I could be wrong about this, but I think some people on this site are probably nervous about going to a therapist for the first time, and would like to be able to get a bit of a picture of what it's like in the first session. Would people find it helpful if we posted a short story about what happened in session 1? (Please don't post negative stuff!!). E.g. people might like to know about procedures, types of questions etc.

I'll go first:

So for me I found that the build up to the session was much scarier than the actual session. Once I got there, the receptionist had me fill out a form with my details, and I signed to say that I had read the privacy information etc. Then the psychologist came out to get me... once in the room, she made me very comfortable very quickly. I had been scared that I wouldn't know what to say, but she had this way of knowing just what prompts to give so that I didn't get too stuck. Basically she asked if I had been to counselling before, and what brought me to see her. Once I told her about the current issue she stepped back to get a little more background info on me. I just had to answer the questions, and it really wasn't so hard after all.


----------



## mixolydian (May 23, 2009)

Definitely the hardest parts were the making of the appontment and the wait between doing that and actually seeing the therapist, the actual session wasn't too bad. My first session was at the counselling service at my University which involved a 2 week period between the making of the appointment and the appointment itself. That was quite hard for me because I get quite bad anticipatory anxiety. When it came to the date I remember lying in bed just feeling so crap and thinking that I was such a complete failure and screw up that I was going into therapy but fortunately I was able to overcome that and force myself to the appointment. Once there it was simply a matter of filling out some confidentiality forms and then after a pretty brief wait in the waiting room I was taken into the therapising room where I was therapised. For people who are too scared to go, all I can say is you've got to force yourself to do it, it was such a relief to get my emotions off my chest and to finally feel that there was a way out of my problems. They'll be able to give you some guidance, motivation and hopefully get you the right treatment.


----------



## supreme.mugwump (Mar 13, 2009)

Hey, good advice Mix  It's very true.


----------



## Happ2beme (Jul 13, 2009)

> I was taken into the therapising room where I was therapised.


You made my day.


----------



## Toad Licker (Nov 2, 2007)

I was extremely nervous at my first counselor appointment, I couldn't even look at her while talking. It was one of the first things she asked me about, I told her how nervous I was and had a small panic attack. So for me it was pretty bad but I did survive it though it took years before I could really look at my counselor while talking with them.


----------



## timeout (Aug 29, 2009)

*first one*

My first session is next week i will have detailed post then I hope it helps I am sick of SA


----------



## supreme.mugwump (Mar 13, 2009)

timeout said:


> My first session is next week i will have detailed post then I hope it helps I am sick of SA


Good luck Timeout!
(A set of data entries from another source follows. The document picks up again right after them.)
//! HTTP client for the Gemini `generateContent` REST endpoint.
//!
//! Wraps `reqwest` with API key handling, request building, and mapping of
//! every failure (transport, non-2xx, malformed or empty body) onto the
//! classified [`ChatError`] variants.

use std::time::Duration;

use reqwest::{Client, StatusCode, Url};

use crate::classify::classify;
use crate::error::ChatError;
use crate::types::{ErrorEnvelope, GenerateContentRequest, GenerateContentResponse};

const DEFAULT_BASE_URL: &str = "https://generativelanguage.googleapis.com/";
const API_KEY_HEADER: &str = "x-goog-api-key";

/// Client for one Gemini model.
///
/// Use [`GeminiClient::new`] for production or [`GeminiClient::with_base_url`]
/// to point at a mock server in tests.
pub struct GeminiClient {
    client: Client,
    api_key: String,
    model: String,
    base_url: Url,
}

impl GeminiClient {
    /// Creates a client pointed at the production Gemini API.
    ///
    /// # Errors
    ///
    /// Returns [`ChatError::InvalidConfig`] if the underlying `reqwest::Client`
    /// cannot be constructed.
    pub fn new(api_key: &str, model: &str, timeout_secs: u64) -> Result<Self, ChatError> {
        Self::with_base_url(api_key, model, timeout_secs, DEFAULT_BASE_URL)
    }

    /// Creates a client with a custom base URL (for testing with wiremock).
    ///
    /// # Errors
    ///
    /// Returns [`ChatError::InvalidConfig`] if the `reqwest::Client` cannot be
    /// constructed or `base_url` is not a valid URL.
    pub fn with_base_url(
        api_key: &str,
        model: &str,
        timeout_secs: u64,
        base_url: &str,
    ) -> Result<Self, ChatError> {
        let client = Client::builder()
            .timeout(Duration::from_secs(timeout_secs))
            .connect_timeout(Duration::from_secs(10))
            .user_agent("earthguard/0.1 (eco-assistant)")
            .build()
            .map_err(|e| ChatError::InvalidConfig(format!("failed to build HTTP client: {e}")))?;

        // Exactly one trailing slash so `join` appends below the base path.
        let normalised = format!("{}/", base_url.trim_end_matches('/'));
        let base_url = Url::parse(&normalised)
            .map_err(|e| ChatError::InvalidConfig(format!("invalid base URL '{base_url}': {e}")))?;

        Ok(Self {
            client,
            api_key: api_key.to_owned(),
            model: model.to_owned(),
            base_url,
        })
    }

    #[must_use]
    pub fn model(&self) -> &str {
        &self.model
    }

    /// Sends `prompt` as a single-turn request and returns the reply text.
    ///
    /// # Errors
    ///
    /// - [`ChatError::Auth`] when the key is rejected.
    /// - [`ChatError::QuotaExceeded`] when a rate or quota limit is hit.
    /// - [`ChatError::Transient`] for network failures, timeouts, other
    ///   non-2xx statuses, and malformed or text-less responses.
    pub async fn generate_content(&self, prompt: &str) -> Result<String, ChatError> {
        let url = self.build_url()?;
        let response = self
            .client
            .post(url)
            .header(API_KEY_HEADER, &self.api_key)
            .json(&GenerateContentRequest::from_prompt(prompt))
            .send()
            .await?;

        let status = response.status();
        let body = response.text().await?;

        if !status.is_success() {
            return Err(Self::error_from_body(status, &body));
        }

        let parsed: GenerateContentResponse = serde_json::from_str(&body)
            .map_err(|e| ChatError::Transient(format!("malformed generateContent response: {e}")))?;

        parsed
            .text()
            .ok_or_else(|| ChatError::Transient("response contained no text".to_string()))
    }

    /// `{base}/v1beta/models/{model}:generateContent`
    fn build_url(&self) -> Result<Url, ChatError> {
        self.base_url
            .join(&format!("v1beta/models/{}:generateContent", self.model))
            .map_err(|e| ChatError::InvalidConfig(format!("invalid model name '{}': {e}", self.model)))
    }

    /// Classifies a non-2xx response from its status and Google error body.
    fn error_from_body(status: StatusCode, body: &str) -> ChatError {
        let envelope = serde_json::from_str::<ErrorEnvelope>(body).ok();
        let rpc_status = envelope.as_ref().and_then(|e| e.error.status.as_deref());
        let message = envelope
            .as_ref()
            .map(|e| e.error.message.clone())
            .filter(|m| !m.is_empty())
            .unwrap_or_else(|| format!("HTTP {status}"));

        let kind = classify(Some(status.as_u16()), rpc_status, &message);
        ChatError::upstream(kind, message)
    }
}

#[cfg(test)]
#[path = "client_test.rs"]
mod tests;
Hope it goes well for you.


----------



## Alicia2009 (Aug 13, 2009)

Thanks for the insight. 
I was totally nervous about my upcoming therapy session. I watched clips on youtube and saw that people would have to go out and face their fears while the therapist evaluates them. Since seeing that, I have canceled my sessions twice already. Now I see that It is not so bad after all.


----------



## Steve123 (Sep 13, 2009)

Thank you for this, my first session is scheduled for next friday and I'm a bit nervous, but this has been good.


----------



## CosmicNeurotica (Sep 26, 2009)

I understand for the benefit of others who may be nervous and about to start their first session, but my first visit was negative and is the reason I never tried to go again for the last 9 years up to now. But I guess I won't give any details. 
I wish I could go back to that lady now though 9 years later so she could see how miserable I am.


----------



## Alexander XVII (Jan 10, 2010)

I had a similar experience with therapy, but I didn't start going because of Social Anxiety. In fact, I didn't even know that I had it until I had already been going for a while. Don't get me wrong, I mean I definitely showed signs, but I guess I always wrote them off as just being really shy... In any case, my first session seemed like the scariest thing in the world from about an hour beforehand until it started. I went with my parents the first time so my mother did most of the talking, and it didn't end up being so bad. Even the second session was fairly easy. It was the third when the silence started. The waiting before each one continued to be nerve-wracking up until very recently.


----------



## nemaiv (Jan 3, 2010)

My first session was pleasant but way too short. It was a months waiting time before I actually saw the therapist/social worker after making the initial appointment. So by the time I actually went I just wanted to get it over with.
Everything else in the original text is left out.